(Records supplied Opens)

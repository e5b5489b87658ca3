//! `tpcs`: Toronto Pediatric Cancer Staging CLI.

use std::io::{self, IsTerminal};
use std::process::ExitCode;

use clap::Parser;
use eyre::{Result, WrapErr};

use tpcs_cli::cli::{Cli, Command, LogFormatArg};
use tpcs_cli::logging::{LogConfig, LogFormat, init_logging};

mod commands;
mod summary;

#[tokio::main]
async fn main() -> Result<ExitCode> {
    color_eyre::install()?;
    // A missing .env is fine; variables may already be in the environment.
    dotenvy::dotenv().ok();

    let cli = Cli::parse();
    init_logging(&log_config_from_cli(&cli)).wrap_err("failed to initialize logging")?;

    let failed = match &cli.command {
        Command::Stage(args) => commands::run_stage(args, &cli.staging_data).await?,
        Command::Categories => {
            commands::run_categories(&cli.staging_data)?;
            false
        }
        Command::Synonyms => {
            commands::run_synonyms();
            false
        }
    };

    Ok(if failed {
        ExitCode::FAILURE
    } else {
        ExitCode::SUCCESS
    })
}

fn log_config_from_cli(cli: &Cli) -> LogConfig {
    LogConfig {
        level_filter: cli.verbosity.tracing_level_filter(),
        use_env_filter: !cli.verbosity.is_present(),
        format: match cli.log_format {
            LogFormatArg::Pretty => LogFormat::Pretty,
            LogFormatArg::Compact => LogFormat::Compact,
            LogFormatArg::Json => LogFormat::Json,
        },
        log_file: cli.log_file.clone(),
        with_ansi: cli.log_file.is_none() && io::stderr().is_terminal(),
    }
}
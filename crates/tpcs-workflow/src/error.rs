use thiserror::Error;

use tpcs_core::models::case::Step;
use tpcs_llm::error::LlmError;

#[derive(Debug, Error)]
pub enum WorkflowError {
    #[error("step {step} failed: {source}")]
    Step {
        step: Step,
        #[source]
        source: LlmError,
    },
}

impl WorkflowError {
    pub fn step(&self) -> Step {
        match self {
            WorkflowError::Step { step, .. } => *step,
        }
    }
}
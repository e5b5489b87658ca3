//! The run status file (`project_status.md`).

use std::path::Path;

use serde::Serialize;
use tera::{Context, Tera};
use tracing::info;

use tpcs_core::models::token_count::TokenCount;
use tpcs_workflow::batch::FailedNote;

use crate::error::ExportError;

pub const DEFAULT_STATUS_FILE: &str = "project_status.md";

const TEMPLATE_NAME: &str = "status.md";
const TEMPLATE: &str = include_str!("templates/status.md.tera");

/// What one `tpcs stage` run produced.
#[derive(Debug, Clone, Serialize)]
pub struct RunStatus {
    pub generated_at: String,
    pub model_id: String,
    pub staging_data: String,
    pub processed: usize,
    pub failed: Vec<FailedNote>,
    pub csv_path: Option<String>,
    pub report_paths: Vec<String>,
    pub tokens: TokenCount,
    pub cost_usd: f64,
}

pub fn render_status(status: &RunStatus) -> Result<String, ExportError> {
    let mut tera = Tera::default();
    tera.add_raw_template(TEMPLATE_NAME, TEMPLATE)
        .map_err(|e| ExportError::TemplateParse(e.to_string()))?;

    let context = Context::from_serialize(status)
        .map_err(|e| ExportError::TemplateRender(e.to_string()))?;
    Ok(tera.render(TEMPLATE_NAME, &context)?)
}

pub fn write_status(path: &Path, status: &RunStatus) -> Result<(), ExportError> {
    let rendered = render_status(status)?;
    std::fs::write(path, rendered).map_err(|source| ExportError::Io {
        path: path.to_path_buf(),
        source,
    })?;
    info!(path = %path.display(), "status file written");
    Ok(())
}
//! The staging state machine.
//!
//! ```text
//! start -> identified -> criteria_analyzed -> staged -> reported
//!                     \-> not_covered ----------------/
//! ```
//!
//! Each state carries what has been decided so far. Every step runs at
//! most once per case and the first failure ends the case; nothing is
//! retried.

use tracing::{Instrument, debug, info, info_span};
use uuid::Uuid;

use tpcs_core::context::StagingContext;
use tpcs_core::models::case::{
    CaseState, CriteriaFindings, Identification, Note, StageAssessment, StepRecord,
};
use tpcs_core::models::token_count::TokenCount;
use tpcs_llm::TextGenerator;

use crate::error::WorkflowError;
use crate::steps;

/// Pipeline position of one case.
#[derive(Debug)]
pub enum WorkflowState {
    Start,
    Identified {
        identification: Identification,
    },
    CriteriaAnalyzed {
        identification: Identification,
        category: String,
        criteria: CriteriaFindings,
    },
    Staged {
        identification: Identification,
        criteria: CriteriaFindings,
        assessment: StageAssessment,
    },
    /// Criteria and stage carry their not-applicable sentinels.
    NotCovered {
        identification: Identification,
    },
    Reported {
        identification: Identification,
        criteria: CriteriaFindings,
        assessment: StageAssessment,
        report: String,
    },
}

impl WorkflowState {
    pub fn name(&self) -> &'static str {
        match self {
            WorkflowState::Start => "start",
            WorkflowState::Identified { .. } => "identified",
            WorkflowState::CriteriaAnalyzed { .. } => "criteria_analyzed",
            WorkflowState::Staged { .. } => "staged",
            WorkflowState::NotCovered { .. } => "not_covered",
            WorkflowState::Reported { .. } => "reported",
        }
    }
}

/// Runs cases against a shared context and generator.
#[derive(Clone, Copy)]
pub struct Workflow<'a> {
    ctx: &'a StagingContext,
    generator: &'a dyn TextGenerator,
}

impl<'a> Workflow<'a> {
    pub fn new(ctx: &'a StagingContext, generator: &'a dyn TextGenerator) -> Self {
        Self { ctx, generator }
    }

    /// Process one note from start to report.
    pub async fn run(&self, note: &Note) -> Result<CaseState, WorkflowError> {
        let case_id = Uuid::new_v4();
        let span = info_span!("case", case_id = %case_id, note = %note.id);
        self.run_case(case_id, note).instrument(span).await
    }

    async fn run_case(&self, case_id: Uuid, note: &Note) -> Result<CaseState, WorkflowError> {
        info!(note_len = note.text.len(), "processing note");
        let mut transcript: Vec<StepRecord> = Vec::with_capacity(4);
        let mut state = WorkflowState::Start;

        loop {
            debug!(state = state.name(), "workflow state");
            state = match state {
                WorkflowState::Start => {
                    let (identification, record) =
                        steps::identify_cancer(self.ctx, self.generator, &note.text).await?;
                    transcript.push(record);
                    WorkflowState::Identified { identification }
                }
                WorkflowState::Identified { identification } => {
                    match identification.covered_category().map(str::to_string) {
                        Some(category) => {
                            let (criteria, record) = steps::analyze_criteria(
                                self.ctx,
                                self.generator,
                                &category,
                                &note.text,
                            )
                            .await?;
                            transcript.push(record);
                            WorkflowState::CriteriaAnalyzed {
                                identification,
                                category,
                                criteria,
                            }
                        }
                        None => WorkflowState::NotCovered { identification },
                    }
                }
                WorkflowState::CriteriaAnalyzed {
                    identification,
                    category,
                    criteria,
                } => {
                    let (assessment, record) = steps::calculate_stage(
                        self.ctx,
                        self.generator,
                        &category,
                        &note.text,
                        &criteria,
                    )
                    .await?;
                    transcript.push(record);
                    WorkflowState::Staged {
                        identification,
                        criteria,
                        assessment,
                    }
                }
                WorkflowState::Staged {
                    identification,
                    criteria,
                    assessment,
                } => {
                    self.report(&mut transcript, &note.text, identification, criteria, assessment)
                        .await?
                }
                WorkflowState::NotCovered { identification } => {
                    info!("category not covered, skipping criteria and stage");
                    self.report(
                        &mut transcript,
                        &note.text,
                        identification,
                        CriteriaFindings::NotApplicable,
                        StageAssessment::not_applicable(),
                    )
                    .await?
                }
                WorkflowState::Reported {
                    identification,
                    criteria,
                    assessment,
                    report,
                } => {
                    let mut tokens = TokenCount::default();
                    for record in &transcript {
                        tokens += record.tokens;
                    }
                    info!(
                        stage = %assessment.stage,
                        steps = transcript.len(),
                        total_tokens = tokens.total(),
                        "case complete"
                    );
                    return Ok(CaseState {
                        case_id,
                        note: note.clone(),
                        identification,
                        criteria,
                        assessment,
                        report,
                        transcript,
                        tokens,
                    });
                }
            };
        }
    }

    async fn report(
        &self,
        transcript: &mut Vec<StepRecord>,
        note: &str,
        identification: Identification,
        criteria: CriteriaFindings,
        assessment: StageAssessment,
    ) -> Result<WorkflowState, WorkflowError> {
        let (report, record) =
            steps::generate_report(self.generator, note, &identification, &criteria, &assessment)
                .await?;
        transcript.push(record);
        Ok(WorkflowState::Reported {
            identification,
            criteria,
            assessment,
            report,
        })
    }
}
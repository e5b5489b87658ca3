use std::time::Duration;

use tpcs_cli::cli::{ProviderArgs, ProviderKind};
use tpcs_cli::config::{generation_settings, provider_config};
use tpcs_llm::config::ProviderConfig;

fn args(provider: ProviderKind) -> ProviderArgs {
    ProviderArgs {
        provider,
        temperature: 0.3,
        timeout_secs: 120,
        aws_region: "us-east-1".into(),
        aws_profile: None,
        model: "us.anthropic.claude-sonnet-4-20250514-v1:0".into(),
        azure_endpoint: Some("https://staging.openai.azure.com".into()),
        azure_api_key: Some("secret".into()),
        azure_api_version: Some("2024-08-01-preview".into()),
        azure_deployment: "gpt-4o-mini".into(),
    }
}

#[test]
fn bedrock_config_uses_region_and_model() {
    let mut input = args(ProviderKind::Bedrock);
    input.aws_profile = Some("research".into());
    match provider_config(&input).expect("valid config") {
        ProviderConfig::Bedrock {
            region,
            profile,
            model_id,
        } => {
            assert_eq!(region, "us-east-1");
            assert_eq!(profile.as_deref(), Some("research"));
            assert_eq!(model_id, "us.anthropic.claude-sonnet-4-20250514-v1:0");
        }
        other => panic!("expected bedrock, got {other:?}"),
    }
}

#[test]
fn blank_aws_profile_is_ignored() {
    let mut input = args(ProviderKind::Bedrock);
    input.aws_profile = Some("  ".into());
    match provider_config(&input).expect("valid config") {
        ProviderConfig::Bedrock { profile, .. } => assert!(profile.is_none()),
        other => panic!("expected bedrock, got {other:?}"),
    }
}

#[test]
fn azure_config_collects_settings() {
    match provider_config(&args(ProviderKind::Azure)).expect("valid config") {
        ProviderConfig::Azure(settings) => {
            assert_eq!(settings.endpoint, "https://staging.openai.azure.com");
            assert_eq!(settings.api_key, "secret");
            assert_eq!(settings.api_version, "2024-08-01-preview");
            assert_eq!(settings.deployment, "gpt-4o-mini");
        }
        other => panic!("expected azure, got {other:?}"),
    }
}

#[test]
fn missing_azure_key_names_the_variable() {
    let mut input = args(ProviderKind::Azure);
    input.azure_api_key = None;
    let err = provider_config(&input).unwrap_err();
    assert!(err.to_string().contains("AZURE_API_KEY"), "{err}");
}

#[test]
fn blank_azure_api_version_is_missing() {
    let mut input = args(ProviderKind::Azure);
    input.azure_api_version = Some(String::new());
    let err = provider_config(&input).unwrap_err();
    assert!(err.to_string().contains("AZURE_API_VERSION"), "{err}");
}

#[test]
fn azure_settings_are_not_required_for_bedrock() {
    let mut input = args(ProviderKind::Bedrock);
    input.azure_endpoint = None;
    input.azure_api_key = None;
    input.azure_api_version = None;
    assert!(provider_config(&input).is_ok());
}

#[test]
fn generation_settings_pass_through() {
    let mut input = args(ProviderKind::Bedrock);
    input.temperature = 0.0;
    input.timeout_secs = 45;
    let settings = generation_settings(&input).expect("valid settings");
    assert_eq!(settings.temperature, 0.0);
    assert_eq!(settings.timeout, Duration::from_secs(45));
}

#[test]
fn temperature_out_of_range_is_rejected() {
    let mut input = args(ProviderKind::Bedrock);
    input.temperature = 2.5;
    assert!(generation_settings(&input).is_err());
    input.temperature = -0.1;
    assert!(generation_settings(&input).is_err());
}

#[test]
fn zero_timeout_is_rejected() {
    let mut input = args(ProviderKind::Bedrock);
    input.timeout_secs = 0;
    assert!(generation_settings(&input).is_err());
}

(Records supplied Closes)

◆ Exercise requirements
For the entries above, give only the number of lines that contain the word "secret".

◆ Response area
2